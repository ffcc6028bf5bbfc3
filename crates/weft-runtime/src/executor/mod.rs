//! The executor: worker threads, topology lifecycle, and the public run
//! surface.

pub(crate) mod async_task;
pub(crate) mod invoke;

use std::sync::atomic::{AtomicBool, AtomicUsize, Ordering};
use std::sync::{Arc, Weak};
use std::thread::JoinHandle;

use parking_lot::{Condvar, Mutex};
use rand::rngs::SmallRng;
use rand::SeedableRng;
use weft_core::{weft_sched, weft_topo, RuntimeError};

use crate::config::ExecutorConfig;
use crate::future::{promise_pair, TaskFuture};
use crate::graph::flow::Flow;
use crate::graph::node::Node;
use crate::scheduler::notifier::Notifier;
use crate::scheduler::work_stealing::WorkStealing;
use crate::scheduler::worker::{self, current_worker_of};
use crate::topology::Topology;

/// State shared between the executor handle and its worker threads.
pub(crate) struct Shared {
    pub(crate) config: ExecutorConfig,
    pub(crate) stealing: WorkStealing,
    pub(crate) notifier: Notifier,
    pub(crate) shutdown: AtomicBool,
    /// Running topologies plus detached async tasks; `wait_for_all` blocks
    /// until this drains to zero.
    in_flight: AtomicUsize,
    idle_lock: Mutex<()>,
    idle_cv: Condvar,
}

/// A work-stealing executor over a fixed pool of OS threads.
///
/// Dropping the executor waits for all submitted work, then joins the
/// worker threads.
pub struct Executor {
    shared: Arc<Shared>,
    /// Present only on the owning handle; worker-side facades carry None.
    threads: Option<Vec<JoinHandle<()>>>,
}

impl Default for Executor {
    fn default() -> Self {
        Self::new(0)
    }
}

impl Executor {
    /// Creates an executor with `num_workers` threads; zero selects the
    /// hardware concurrency.
    pub fn new(num_workers: usize) -> Self {
        Self::start(ExecutorConfig::with_workers(num_workers))
    }

    /// Creates an executor from a validated configuration.
    pub fn with_config(config: ExecutorConfig) -> Result<Self, RuntimeError> {
        config.validate()?;
        Ok(Self::start(config))
    }

    fn start(config: ExecutorConfig) -> Self {
        let num_workers = config.resolved_workers();
        let (stealing, deques) = WorkStealing::new(num_workers, config.steal_retry_cap);
        let shared = Arc::new(Shared {
            config,
            stealing,
            notifier: Notifier::new(),
            shutdown: AtomicBool::new(false),
            in_flight: AtomicUsize::new(0),
            idle_lock: Mutex::new(()),
            idle_cv: Condvar::new(),
        });

        let threads = deques
            .into_iter()
            .enumerate()
            .map(|(index, deque)| {
                let facade = Executor {
                    shared: Arc::clone(&shared),
                    threads: None,
                };
                std::thread::Builder::new()
                    .name(format!("weft-worker-{index}"))
                    .spawn(move || worker::worker_loop(facade, index, deque))
                    .expect("failed to spawn worker thread")
            })
            .collect();

        weft_sched!(debug, workers = num_workers, "executor started");

        Executor {
            shared,
            threads: Some(threads),
        }
    }

    /// Number of worker threads.
    pub fn num_workers(&self) -> usize {
        self.shared.stealing.num_workers()
    }

    pub(crate) fn shared(&self) -> &Shared {
        &self.shared
    }

    /// Identity shared by this handle and its worker facades.
    pub(crate) fn id(&self) -> usize {
        Arc::as_ptr(&self.shared) as usize
    }

    // ---- run surface ----------------------------------------------------

    /// Runs the flow once.
    ///
    /// A flow carries per-run state in its nodes, so it must not be run
    /// again (or mutated) until the returned future resolves; sequential
    /// repeats are fine.
    pub fn run(&self, flow: &Flow) -> TaskFuture<()> {
        self.run_n(flow, 1)
    }

    /// Runs the flow `n` times back to back.
    pub fn run_n(&self, flow: &Flow, n: usize) -> TaskFuture<()> {
        if n == 0 {
            return completed_future();
        }
        let mut remaining = n;
        self.run_until(flow, move || {
            remaining -= 1;
            remaining == 0
        })
    }

    /// Runs the flow repeatedly until `predicate` returns true; the
    /// predicate is evaluated once after each completed run.
    pub fn run_until<P>(&self, flow: &Flow, predicate: P) -> TaskFuture<()>
    where
        P: FnMut() -> bool + Send + 'static,
    {
        self.start_topology(flow, Some(Box::new(predicate)))
    }

    /// Runs the flow and blocks until it finishes. From a worker thread of
    /// this executor the calling worker keeps servicing the scheduler while
    /// it waits.
    pub fn run_and_wait(&self, flow: &Flow) -> Result<(), RuntimeError> {
        if current_worker_of(self.id()).is_some() {
            self.corun(flow)
        } else {
            self.run(flow).get()
        }
    }

    /// Runs the flow from inside a worker without returning the thread to
    /// the pool.
    pub fn corun(&self, flow: &Flow) -> Result<(), RuntimeError> {
        if current_worker_of(self.id()).is_none() {
            return Err(RuntimeError::NotAWorker);
        }
        let future = self.start_topology(flow, None);
        self.corun_until(|| future.is_ready())?;
        future.get()
    }

    /// Runs the scheduler loop on the calling worker thread until the
    /// predicate holds.
    pub fn corun_until<P>(&self, mut predicate: P) -> Result<(), RuntimeError>
    where
        P: FnMut() -> bool,
    {
        let Some(current) = current_worker_of(self.id()) else {
            return Err(RuntimeError::NotAWorker);
        };
        // SAFETY: the record was read from this thread's own TLS, so the
        // deque pointer refers to the deque owned by this thread's live
        // worker_loop activation.
        let local = unsafe { current.queue() };
        let mut rng = SmallRng::seed_from_u64(0xA076_1D64_78BD_642F ^ current.index as u64);
        loop {
            if predicate() {
                return Ok(());
            }
            match self.shared.stealing.next(local, current.index, &mut rng) {
                Some(node) => self.invoke(current.index, node),
                None => std::thread::yield_now(),
            }
        }
    }

    /// Blocks until every submitted topology and detached async task has
    /// finished.
    pub fn wait_for_all(&self) {
        let mut guard = self.shared.idle_lock.lock();
        while self.shared.in_flight.load(Ordering::SeqCst) > 0 {
            self.shared.idle_cv.wait(&mut guard);
        }
    }

    // ---- topology lifecycle ---------------------------------------------

    fn start_topology(
        &self,
        flow: &Flow,
        predicate: Option<Box<dyn FnMut() -> bool + Send>>,
    ) -> TaskFuture<()> {
        let nodes = flow.snapshot();
        let (promise, future) = promise_pair();
        let topology = Arc::new(Topology::new(
            nodes,
            predicate,
            promise,
            Some(flow.graph_arc()),
        ));
        let future = future.attach_topology(Arc::clone(&topology));

        if topology.nodes.is_empty() || topology.sources.is_empty() {
            // Nothing can ever be released; an all-cyclic strong graph is
            // rejected the same way an empty one completes trivially.
            if let Some(promise) = topology.promise.lock().take() {
                promise.complete(Ok(()));
            }
            return future;
        }

        weft_topo!(debug, flow = flow.name(), nodes = topology.nodes.len(), "topology started");

        self.bump_in_flight();
        for node in &topology.nodes {
            node.bind(&topology, Weak::new());
            node.set_up_join_counter();
        }
        topology.live.store(topology.sources.len(), Ordering::Release);
        for source in topology.sources.clone() {
            self.schedule(source);
        }
        future
    }

    pub(crate) fn restart_topology(&self, topology: &Arc<Topology>) {
        weft_topo!(trace, "topology restarted");
        for node in &topology.nodes {
            node.set_up_join_counter();
        }
        topology
            .live
            .store(topology.sources.len(), Ordering::Release);
        for source in topology.sources.clone() {
            self.schedule(source);
        }
    }

    pub(crate) fn finalize_topology(&self, topology: Arc<Topology>) {
        if !topology.is_cancelled() {
            let rerun = {
                let mut predicate = topology.predicate.lock();
                match predicate.as_mut() {
                    Some(predicate) => !predicate(),
                    None => false,
                }
            };
            if rerun {
                self.restart_topology(&topology);
                return;
            }
        }

        weft_topo!(
            debug,
            cancelled = topology.is_cancelled(),
            exception = topology.has_exception(),
            "topology finished"
        );

        let result = topology.take_result();
        if let Some(promise) = topology.promise.lock().take() {
            promise.complete(result);
        }
        self.dec_in_flight();
    }

    // ---- scheduling ------------------------------------------------------

    /// Makes a node ready: the releasing worker's own deque when called from
    /// a worker of this executor, the shared overflow queue otherwise.
    pub(crate) fn schedule(&self, node: Arc<Node>) {
        match current_worker_of(self.id()) {
            // SAFETY: record read from this thread's TLS; see `corun_until`.
            Some(current) => unsafe { current.queue() }.push(node),
            None => self.shared.stealing.inject(node),
        }
        self.shared.notifier.notify_one();
    }

    /// Manual release of a dormant task of a running topology, with the
    /// same accounting as an edge-triggered release.
    pub(crate) fn release_task(&self, node: &Arc<Node>) {
        self.bump_scope(node);
        self.schedule(Arc::clone(node));
    }

    /// Opens one unit of outstanding work in the scope that owns `node`
    /// (enclosing parent, else its topology).
    pub(crate) fn bump_scope(&self, node: &Arc<Node>) {
        if let Some(parent) = node.parent.lock().upgrade() {
            parent.join_counter.fetch_add(1, Ordering::AcqRel);
            return;
        }
        let topology = node.topology.lock().clone();
        if let Some(topology) = topology {
            topology.live.fetch_add(1, Ordering::AcqRel);
        }
    }

    pub(crate) fn bump_in_flight(&self) {
        self.shared.in_flight.fetch_add(1, Ordering::SeqCst);
    }

    pub(crate) fn dec_in_flight(&self) {
        if self.shared.in_flight.fetch_sub(1, Ordering::SeqCst) == 1 {
            let _guard = self.shared.idle_lock.lock();
            self.shared.idle_cv.notify_all();
        }
    }
}

impl Drop for Executor {
    fn drop(&mut self) {
        let Some(threads) = self.threads.take() else {
            return; // worker-side facade
        };
        self.wait_for_all();
        self.shared.shutdown.store(true, Ordering::Release);
        self.shared.notifier.notify_all();
        for handle in threads {
            let _ = handle.join();
        }
        weft_sched!(debug, "executor stopped");
    }
}

fn completed_future() -> TaskFuture<()> {
    let (promise, future) = promise_pair();
    promise.complete(Ok(()));
    future
}
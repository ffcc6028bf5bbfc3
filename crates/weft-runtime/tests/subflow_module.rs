//! Dynamic expansion: subflows, nesting, and module composition.

use std::sync::atomic::{AtomicBool, AtomicUsize, Ordering};
use std::sync::{Arc, Mutex};

use weft_runtime::{Executor, Flow};

#[test]
fn subflow_children_finish_before_successors() {
    let executor = Executor::new(4);
    let mut flow = Flow::new();

    let counter = Arc::new(AtomicUsize::new(0));
    let observed = Arc::new(AtomicUsize::new(usize::MAX));

    let s = {
        let counter = Arc::clone(&counter);
        flow.emplace_subflow(move |sf| {
            for _ in 0..100 {
                let counter = Arc::clone(&counter);
                sf.emplace(move || {
                    counter.fetch_add(1, Ordering::SeqCst);
                });
            }
        })
        .with_name("S")
    };
    let t = {
        let counter = Arc::clone(&counter);
        let observed = Arc::clone(&observed);
        flow.emplace(move || observed.store(counter.load(Ordering::SeqCst), Ordering::SeqCst))
            .with_name("T")
    };
    s.precede(&[&t]);

    executor.run(&flow).get().unwrap();
    assert_eq!(observed.load(Ordering::SeqCst), 100);
}

#[test]
fn subflow_children_respect_internal_edges() {
    let executor = Executor::new(4);
    let mut flow = Flow::new();
    let order = Arc::new(Mutex::new(Vec::new()));

    {
        let order = Arc::clone(&order);
        flow.emplace_subflow(move |sf| {
            let order_a = Arc::clone(&order);
            let order_b = Arc::clone(&order);
            let a = sf.emplace(move || order_a.lock().unwrap().push('a'));
            let b = sf.emplace(move || order_b.lock().unwrap().push('b'));
            a.precede(&[&b]);
        });
    }

    executor.run(&flow).get().unwrap();
    assert_eq!(*order.lock().unwrap(), ['a', 'b']);
}

#[test]
fn nested_subflows_recurse() {
    let executor = Executor::new(4);
    let mut flow = Flow::new();
    let count = Arc::new(AtomicUsize::new(0));

    {
        let count = Arc::clone(&count);
        flow.emplace_subflow(move |outer| {
            for _ in 0..4 {
                let count = Arc::clone(&count);
                outer.emplace_subflow(move |inner| {
                    for _ in 0..8 {
                        let count = Arc::clone(&count);
                        inner.emplace(move || {
                            count.fetch_add(1, Ordering::SeqCst);
                        });
                    }
                });
            }
        });
    }

    executor.run(&flow).get().unwrap();
    assert_eq!(count.load(Ordering::SeqCst), 32);
}

#[test]
fn empty_subflow_completes() {
    let executor = Executor::new(2);
    let mut flow = Flow::new();
    let after = Arc::new(AtomicBool::new(false));

    let s = flow.emplace_subflow(|_| {});
    let t = {
        let after = Arc::clone(&after);
        flow.emplace(move || after.store(true, Ordering::SeqCst))
    };
    s.precede(&[&t]);

    executor.run(&flow).get().unwrap();
    assert!(after.load(Ordering::SeqCst));
}

#[test]
fn subflow_rebuilds_on_each_run() {
    let executor = Executor::new(2);
    let mut flow = Flow::new();
    let count = Arc::new(AtomicUsize::new(0));

    {
        let count = Arc::clone(&count);
        flow.emplace_subflow(move |sf| {
            let count = Arc::clone(&count);
            sf.emplace(move || {
                count.fetch_add(1, Ordering::SeqCst);
            });
        });
    }

    executor.run_n(&flow, 3).get().unwrap();
    assert_eq!(count.load(Ordering::SeqCst), 3);
}

#[test]
fn module_runs_under_its_parent() {
    let executor = Executor::new(4);

    let shared = Arc::new(AtomicUsize::new(0));
    let mut library = Flow::named("library");
    for _ in 0..5 {
        let shared = Arc::clone(&shared);
        library.emplace(move || {
            shared.fetch_add(1, Ordering::SeqCst);
        });
    }

    let mut outer = Flow::named("outer");
    let before = outer.emplace(|| {});
    let module = outer.composed_of(&library).with_name("m");
    let observed = Arc::new(AtomicUsize::new(usize::MAX));
    let after = {
        let shared = Arc::clone(&shared);
        let observed = Arc::clone(&observed);
        outer.emplace(move || observed.store(shared.load(Ordering::SeqCst), Ordering::SeqCst))
    };
    before.precede(&[&module]);
    module.precede(&[&after]);

    executor.run(&outer).get().unwrap();
    assert_eq!(observed.load(Ordering::SeqCst), 5);
}

#[test]
fn sequential_modules_of_the_same_flow() {
    let executor = Executor::new(4);

    let shared = Arc::new(AtomicUsize::new(0));
    let mut library = Flow::new();
    {
        let shared = Arc::clone(&shared);
        library.emplace(move || {
            shared.fetch_add(1, Ordering::SeqCst);
        });
    }

    // Two module tasks over the same flow must be strictly ordered; the
    // second splice re-executes the library graph.
    let mut outer = Flow::new();
    let first = outer.composed_of(&library);
    let second = outer.composed_of(&library);
    first.precede(&[&second]);

    executor.run(&outer).get().unwrap();
    assert_eq!(shared.load(Ordering::SeqCst), 2);
}

#[test]
fn module_reruns_with_run_n() {
    let executor = Executor::new(2);

    let count = Arc::new(AtomicUsize::new(0));
    let mut library = Flow::new();
    {
        let count = Arc::clone(&count);
        library.emplace(move || {
            count.fetch_add(1, Ordering::SeqCst);
        });
    }

    let mut outer = Flow::new();
    outer.composed_of(&library);

    executor.run_n(&outer, 4).get().unwrap();
    assert_eq!(count.load(Ordering::SeqCst), 4);
}

#[test]
fn module_of_empty_flow_completes() {
    let executor = Executor::new(2);
    let library = Flow::new();
    let mut outer = Flow::new();
    let done = Arc::new(AtomicBool::new(false));
    let module = outer.composed_of(&library);
    let after = {
        let done = Arc::clone(&done);
        outer.emplace(move || done.store(true, Ordering::SeqCst))
    };
    module.precede(&[&after]);

    executor.run(&outer).get().unwrap();
    assert!(done.load(Ordering::SeqCst));
}
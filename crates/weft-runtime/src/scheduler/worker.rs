//! Worker threads.
//!
//! Each worker runs [`worker_loop`]: drain work, then retreat through a
//! bounded steal-retry phase into parking. A thread-local record of the
//! current worker lets release paths push to the local deque and lets
//! `corun_until` re-enter the scheduler from inside a task.

use std::cell::Cell;
use std::sync::atomic::Ordering;
use std::sync::Arc;

use crossbeam_deque::Worker as Deque;
use rand::rngs::SmallRng;
use rand::SeedableRng;

use crate::executor::Executor;
use crate::graph::node::Node;
use weft_core::weft_sched;

/// Identity of the worker currently running on this thread.
#[derive(Clone, Copy)]
pub(crate) struct CurrentWorker {
    /// Identity of the owning executor (address of its shared state).
    pub(crate) executor_id: usize,
    pub(crate) index: usize,
    queue: *const Deque<Arc<Node>>,
}

impl CurrentWorker {
    /// The worker's own deque.
    ///
    /// # Safety
    /// The pointer is valid for the whole `worker_loop` activation that
    /// installed this record, and the record is removed before the loop
    /// returns; callers only reach this through the thread-local on the
    /// worker's own thread, so the deque is never accessed cross-thread.
    pub(crate) unsafe fn queue(&self) -> &Deque<Arc<Node>> {
        &*self.queue
    }
}

thread_local! {
    static CURRENT: Cell<Option<CurrentWorker>> = const { Cell::new(None) };
}

/// Returns this thread's worker record if it belongs to `executor_id`.
pub(crate) fn current_worker_of(executor_id: usize) -> Option<CurrentWorker> {
    CURRENT
        .with(Cell::get)
        .filter(|w| w.executor_id == executor_id)
}

struct TlsGuard;

impl TlsGuard {
    fn install(record: CurrentWorker) -> Self {
        CURRENT.with(|c| c.set(Some(record)));
        TlsGuard
    }
}

impl Drop for TlsGuard {
    fn drop(&mut self) {
        CURRENT.with(|c| c.set(None));
    }
}

/// Main worker loop; runs until the executor shuts down.
pub(crate) fn worker_loop(exec: Executor, index: usize, local: Deque<Arc<Node>>) {
    let _tls = TlsGuard::install(CurrentWorker {
        executor_id: exec.id(),
        index,
        queue: &local,
    });
    let mut rng = SmallRng::seed_from_u64(0x9E37_79B9_7F4A_7C15 ^ index as u64);
    let shared = exec.shared();
    let rounds_before_park = shared.config.steal_rounds_before_park;

    weft_sched!(trace, worker = index, "worker started");

    'running: loop {
        // Drain phase.
        while let Some(node) = shared.stealing.next(&local, index, &mut rng) {
            exec.invoke(index, node);
        }

        // Retreat phase: bounded retry rounds, then park.
        let mut round = 0;
        loop {
            if shared.shutdown.load(Ordering::Acquire) {
                break 'running;
            }
            if let Some(node) = shared.stealing.next(&local, index, &mut rng) {
                exec.invoke(index, node);
                continue 'running;
            }
            round += 1;
            if round < rounds_before_park {
                std::thread::yield_now();
                continue;
            }

            let ticket = shared.notifier.ticket();
            if !shared.stealing.is_idle() {
                round = 0;
                continue;
            }
            if shared.shutdown.load(Ordering::Acquire) {
                break 'running;
            }
            weft_sched!(trace, worker = index, "parking");
            shared.notifier.wait(ticket);
            round = 0;
        }
    }

    weft_sched!(trace, worker = index, "worker stopped");
}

──────

WORK ITEM:
Check each line of the data above for the word "AtomicBool". Report how many lines have it, and nothing else.

YOUR RESPONSE:
6